Les autorités pénitentiaires turques menacent les détenus de propager l'agent pathogène s'ils n'obéissent pas à leurs ordres

« Soit vous suivez les règles, soit nous vous infectons avec le coronavirus »

AFP/OZAN KOSE - Des soldats turcs montent la garde devant la prison et le tribunal de Silivri

Le coronavirus aggrave encore l'état des prisons en Turquie. La situation dans les prisons du pays est déjà assez mauvaise. Avec l'apparition du virus, les catastrophes se succèdent ; c'est un nouveau danger dans un environnement souvent surpeuplé et malsain qui n'a pas les caractéristiques nécessaires pour une vie digne. 

Dans tous les pays, les prisons sont des enceintes qui, en raison de leur isolement, ont été examinées de près par tous les gouvernements lorsque des décisions préventives ont été prises pour freiner la propagation de la pandémie. Lorsque les conditions sont comme celles de la Turquie, ce risque est multiplié.

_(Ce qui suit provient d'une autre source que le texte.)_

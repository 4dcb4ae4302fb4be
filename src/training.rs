use log::debug;
use serde::Serialize;

use crate::{
    data::Dataset,
    model::{ops, Fit},
    optimizer::Optimizer,
};

/// Parameters after one full-batch update.
#[derive(Debug, Clone, Copy, PartialEq, Serialize)]
pub struct GradientStep {
    pub epoch: usize,
    pub slope: f64,
    pub intercept: f64,
    /// MSE of the parameters this step started from.
    pub loss: f64,
}

impl GradientStep {
    pub fn fit(&self) -> Fit {
        Fit::new(self.intercept, self.slope)
    }
}

/// Runs a fixed number of full-batch epochs, with no early stopping.
pub struct Trainer<O: Optimizer> {
    optimizer: O,
    epochs: usize,
}

impl<O: Optimizer> Trainer<O> {
    /// Returns a new `Trainer`.
    ///
    /// # Arguments
    /// * `optimizer` - Update rule applied after every epoch.
    /// * `epochs` - Exact number of epochs `train` runs.
    pub fn new(optimizer: O, epochs: usize) -> Self {
        Self { optimizer, epochs }
    }

    /// Trains from `start`, returning the parameters reached after each epoch.
    pub fn train(&mut self, data: &Dataset, start: Fit) -> Vec<GradientStep> {
        let ages = data.ages();
        let incomes = data.incomes();

        let mut fit = start;
        let mut trace = Vec::with_capacity(self.epochs);

        for epoch in 0..self.epochs {
            let loss = ops::mse(&fit, ages, incomes);
            let grad = ops::mse_gradient(&fit, ages, incomes);
            self.optimizer.update(&mut fit, &grad);

            debug!("epoch {epoch}: loss {loss}, grad {grad:?}");
            trace.push(GradientStep {
                epoch,
                slope: fit.slope,
                intercept: fit.intercept,
                loss,
            });
        }

        trace
    }
}

#[cfg(test)]
mod tests {
    use super::*;
    use crate::{model::fit_closed_form, optimizer::GradientDescent};

    fn line(n: usize) -> Dataset {
        let ages: Vec<f64> = (0..n).map(|i| i as f64).collect();
        let incomes = ages.iter().map(|x| 2.0 * x + 3.0).collect();
        Dataset::new(ages, incomes)
    }

    #[test]
    fn first_step_matches_hand_computation() {
        let data = Dataset::new(vec![1.0, 2.0, 3.0], vec![3.0, 5.0, 7.0]);
        let mut trainer = Trainer::new(GradientDescent::new(0.1), 1);

        let trace = trainer.train(&data, Fit::default());

        // m = -0.1 * (-2/3) * 34, c = -0.1 * (-2/3) * 15
        assert_eq!(trace.len(), 1);
        assert!((trace[0].slope - 6.8 / 3.0).abs() < 1e-12);
        assert!((trace[0].intercept - 1.0).abs() < 1e-12);
        assert_eq!(trace[0].loss, (9.0 + 25.0 + 49.0) / 3.0);
    }

    #[test]
    fn runs_exactly_the_requested_epochs() {
        let mut trainer = Trainer::new(GradientDescent::new(0.0001), 15);
        let trace = trainer.train(&line(10), Fit::default());

        assert_eq!(trace.len(), 15);
        assert_eq!(
            trace.iter().map(|s| s.epoch).collect::<Vec<_>>(),
            (0..15).collect::<Vec<_>>()
        );
    }

    #[test]
    fn converges_to_closed_form() {
        let data = line(10);
        let target = fit_closed_form(&data).unwrap();

        let mut trainer = Trainer::new(GradientDescent::new(0.01), 10_000);
        let trace = trainer.train(&data, Fit::default());
        let reached = trace.last().unwrap().fit();

        assert!(reached.max_abs_diff(&target) < 1e-6, "{reached:?} vs {target:?}");
        assert!((reached.intercept - 3.0).abs() < 1e-6);
        assert!((reached.slope - 2.0).abs() < 1e-6);
    }

    #[test]
    fn small_rate_moves_monotonically_toward_target() {
        let data = line(10);
        let target = Fit::new(3.0, 2.0);
        let distance = |f: Fit| {
            ((f.intercept - target.intercept).powi(2) + (f.slope - target.slope).powi(2)).sqrt()
        };

        let mut trainer = Trainer::new(GradientDescent::new(0.0001), 15);
        let trace = trainer.train(&data, Fit::default());

        let mut prev = distance(Fit::default());
        for step in &trace[..5] {
            let d = distance(step.fit());
            assert!(d < prev, "epoch {}: {d} >= {prev}", step.epoch);
            prev = d;
        }

        let mut prev_loss = f64::INFINITY;
        for step in &trace {
            assert!(step.loss < prev_loss);
            prev_loss = step.loss;
        }
    }
}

La contagion peut même être forcée. Selon le quotidien turc Zaman, officiellement fermé par le président Recep Tayyip Erdogan en 2016, un détenu de la prison d'Aksaray - à Istanbul - a été menacé par les responsables de la prison d'être infecté par le COVID-19 s'il ne respectait pas les règles en vigueur. « Ils vous obligent à suivre les règles et les lois ; sinon, nous vous infecterons avec le coronavirus », a déclaré un groupe de prisonniers, cité par le journal émirati Al-Ain. 

Un rapport récemment publié par la Fédération des associations de solidarité avec les familles de prisonniers (MED TUHAD-FED, en abrégé) sur la vie quotidienne des prisonniers confirme que les menaces et même la torture sont monnaie courante dans de nombreuses prisons en Turquie. 

Le document se concentre sur l'analyse des aspects qui favorisent la propagation du coronavirus dans le système de carcasse turc. De MED TUHAD-FED, ils soulignent que pratiquement aucune mesure préventive n'est prise pour empêcher la propagation du coronavirus dans les prisons. 

Ils soulignent que les premiers à ne pas respecter les règles en matière de prophylaxie sont les fonctionnaires de la prison eux-mêmes, qui n'observent pas les précautions telles que la prise de distance avec les personnes, le lavage des mains ou la désinfection des objets.  

En ce qui concerne l'hygiène personnelle des condamnés, il convient de noter que, dans la plupart des centres, ils ne disposent pas de produits de nettoyage de base tels que des gels désinfectants, du savon ou des déodorants. En outre, il est souligné qu'aucune désinfection des zones ou cellules communes n'est effectuée. 

Le rapport note également que dans la prison de Kalkandere, dans le nord-ouest du pays, près des côtes de la mer Noire, ni les masques ni les gants en latex ne sont mis à la disposition des prisonniers.

Le rapport souligne la nécessité d'accorder une attention prioritaire aux détenus qui font partie des groupes à risque ou qui sont plus vulnérables, comme les personnes âgées, les mères ou les personnes souffrant de pathologies antérieures. 

La Turquie est l'un des pays les plus touchés par le coronavirus dans l'ensemble du Moyen-Orient. Le ministre de la Santé Fahrettin Koca est chargé avec la tâche d’actualiser le total de contagiés, mais plusieurs voix du personnel de la santé en Turquie ont déjà averti que les chiffres officiels ne sont pas réelles et que l’expansion du COVID-19 dans le pays est beaucoup plus grande.

Récemment, un des mesures significatives que la Turquie a prise en ce qui concerne l'agent pathogène dans ses prisons est la libération de milliers de détenus à cause des délits mineurs. En plus, elle a accéléré les procédures parlementaires pour adopter des amendements au droit pénal qui permettront à certains prisonniers d'être libérés plus rapidement. En particulier, l'exigence d'une amnistie précoce pour les personnes condamnées pour violences sexuelles ou trafic de drogue est étendue, pour s'appliquer à partir du moment où 65 % de la peine est purgée, au lieu de 75 % comme c'est le cas actuellement. 

Les prisonniers d'opinion n'ont pas bénéficié, du moins pour l'instant, à ceux qui ont été accusés de crimes de terrorisme pour avoir rendu public leur rejet de la dérive totalitaire de l'exécutif de Recep Tayyip Erdogan. Au cours des dernières années, surtout depuis le coup d'État manqué de l'été 2016, Ankara a intensifié ses attaques contre des institutions telles que les forces armées, la presse et la profession juridique.